Cache Hooks on Write

If the endpoint touches a cached table, two flags control what happens to that cache after the write:

cache:
enabled: true
table: products_cache
schema: analytics
schedule: 5m
primary-key: [ProductID]
cursor:
column: UpdatedAt
type: timestamp

invalidate-on-write: true # mark cache stale after this endpoint runs
refresh-on-write: false # immediately re-materialise the cache after write
KeyDefaultEffect
cache.invalidate-on-writefalseMark the cache stale; the next read triggers a refresh.
cache.refresh-on-writefalseRefresh the cache immediately after the write completes.

Response Shape

Successful write

{
"rows_affected": 1,
"data": [
{ "id": 42, "name": "Widget", "price": 29.99 }
]
}

data is only present when operation.returns-data: true and the SQL has a RETURNING clause.

Validation error (400)

{
"errors": [
{ "field": "product_name", "message": "String is shorter than the minimum allowed length" },
{ "field": "supplier_id", "message": "Integer is less than the minimum allowed value" }
]
}

Database error (500)

{
"error": "Internal Server Error: FOREIGN KEY constraint failed"
}

Best Practices

1. Validate every body field

- field-name: email
field-in: body
required: true
validators:
- type: email

2. Use enums for status / category fields

- field-name: status
field-in: body
validators:
- type: enum
allowedValues: [pending, active, archived]

3. Keep transactions on

operation:
transaction: true

4. Return data for confirmation

operation:
returns-data: true
INSERT INTO products (...) VALUES (...)
RETURNING id, name, price

5. Validate path parameters too

- field-name: product_id
field-in: path
required: true
validators:
- type: int
min: 1

6. Use COALESCE for partial updates

UPDATE products
SET
name = COALESCE('{{{ params.name }}}', name),
price = COALESCE({{ params.price }}, price)
WHERE id = {{ params.id }}

Security Considerations

Authentication

Add auth to write endpoints.

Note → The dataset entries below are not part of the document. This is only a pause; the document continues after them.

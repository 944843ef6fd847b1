// 🔢 NUBAN Check-Digit Engine
//
// CBN check digit over `bank_code ++ serial` with alternating 3,7 weights.
// Pure functions: no state, no I/O, safe to call from any thread.

use crate::entities::{all_banks, Bank};
use crate::error::{NubanError, NubanResult};

pub const SERIAL_LENGTH: usize = 9;
pub const ACCOUNT_NUMBER_LENGTH: usize = 10;

const WEIGHTS: [u32; 2] = [3, 7];

fn ensure_numeric(field: &'static str, value: &str) -> NubanResult<()> {
    if value.bytes().all(|b| b.is_ascii_digit()) {
        Ok(())
    } else {
        Err(NubanError::NonNumeric {
            field,
            value: value.to_string(),
        })
    }
}

/// Format check every account number must pass before reaching the engine
pub fn validate_account_number(account_number: &str) -> NubanResult<()> {
    if account_number.len() == ACCOUNT_NUMBER_LENGTH
        && account_number.bytes().all(|b| b.is_ascii_digit())
    {
        Ok(())
    } else {
        Err(NubanError::InvalidAccountNumber(account_number.to_string()))
    }
}

/// Compute the check digit for a serial (at most 9 digits) under a bank code
///
/// The serial is left-padded to 9 digits. The result is `9 - (sum % 10)`,
/// the literal CBN formula (`10 - modulo - 1`), not `10 - modulo`.
pub fn compute_check_digit(serial: &str, bank_code: &str) -> NubanResult<u8> {
    if serial.len() > SERIAL_LENGTH {
        return Err(NubanError::InvalidSerialLength { len: serial.len() });
    }
    ensure_numeric("serial", serial)?;
    ensure_numeric("bank_code", bank_code)?;

    let padded = format!("{:0>width$}", serial, width = SERIAL_LENGTH);

    let sum: u32 = bank_code
        .bytes()
        .chain(padded.bytes())
        .zip(WEIGHTS.iter().cycle())
        .map(|(digit, weight)| u32::from(digit - b'0') * weight)
        .sum();

    let modulo = (sum % 10) as u8;
    Ok(9 - modulo)
}

/// Could `bank_code` have issued `account_number`?
///
/// Expects a validated 10-digit account number; anything else is `false`.
pub fn is_possible_issuer(account_number: &str, bank_code: &str) -> bool {
    if validate_account_number(account_number).is_err() {
        return false;
    }

    let (serial, check) = account_number.split_at(SERIAL_LENGTH);
    let claimed = check.as_bytes()[0] - b'0';

    compute_check_digit(serial, bank_code)
        .map(|expected| expected == claimed)
        .unwrap_or(false)
}

/// Candidates whose code passes the check digit, in input order
///
/// Over the full registry this routinely yields many banks: distinct codes
/// collide on the same check digit. Narrow with a curated list.
pub fn get_possible_issuers<'a, I>(account_number: &str, candidates: I) -> Vec<Bank>
where
    I: IntoIterator<Item = &'a Bank>,
{
    let matches: Vec<Bank> = candidates
        .into_iter()
        .filter(|bank| is_possible_issuer(account_number, &bank.code))
        .cloned()
        .collect();

    tracing::trace!(account_number, matches = matches.len(), "filtered possible issuers");
    matches
}

/// `get_possible_issuers` against the full registry
pub fn get_possible_banks(account_number: &str) -> Vec<Bank> {
    get_possible_issuers(account_number, all_banks())
}

// ============================================================================
// TESTS
// ============================================================================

The schema mirrors read endpoints — see Authentication.

auth:
enabled: true
type: bearer
jwt-secret: '${JWT_SECRET}'
jwt-issuer: 'my-auth-server'

For basic auth with roles:

auth:
enabled: true
type: basic
users:
- username: editor
password: '${EDITOR_PASSWORD}'
roles: [editor, write]
- username: admin
password: '${ADMIN_PASSWORD}'
roles: [admin, editor, write, read]

Rate Limiting

rate-limit:
enabled: true
max: 100
interval: 60 # 100 requests per 60 seconds

Row-Level Restrictions

Use the auth.* context inside the SQL template to scope writes to the caller:

UPDATE products
SET name = '{{{ params.name }}}'
WHERE id = {{ params.id }}
AND (
'{{{ auth.roles }}}' LIKE '%admin%'
OR owner_username = '{{{ auth.username }}}'
)

The auth.* context exposes auth.username, auth.roles, auth.email, auth.type, and auth.authenticated.

Examples

See the CRUD API Tutorial for a complete working example with all four operations.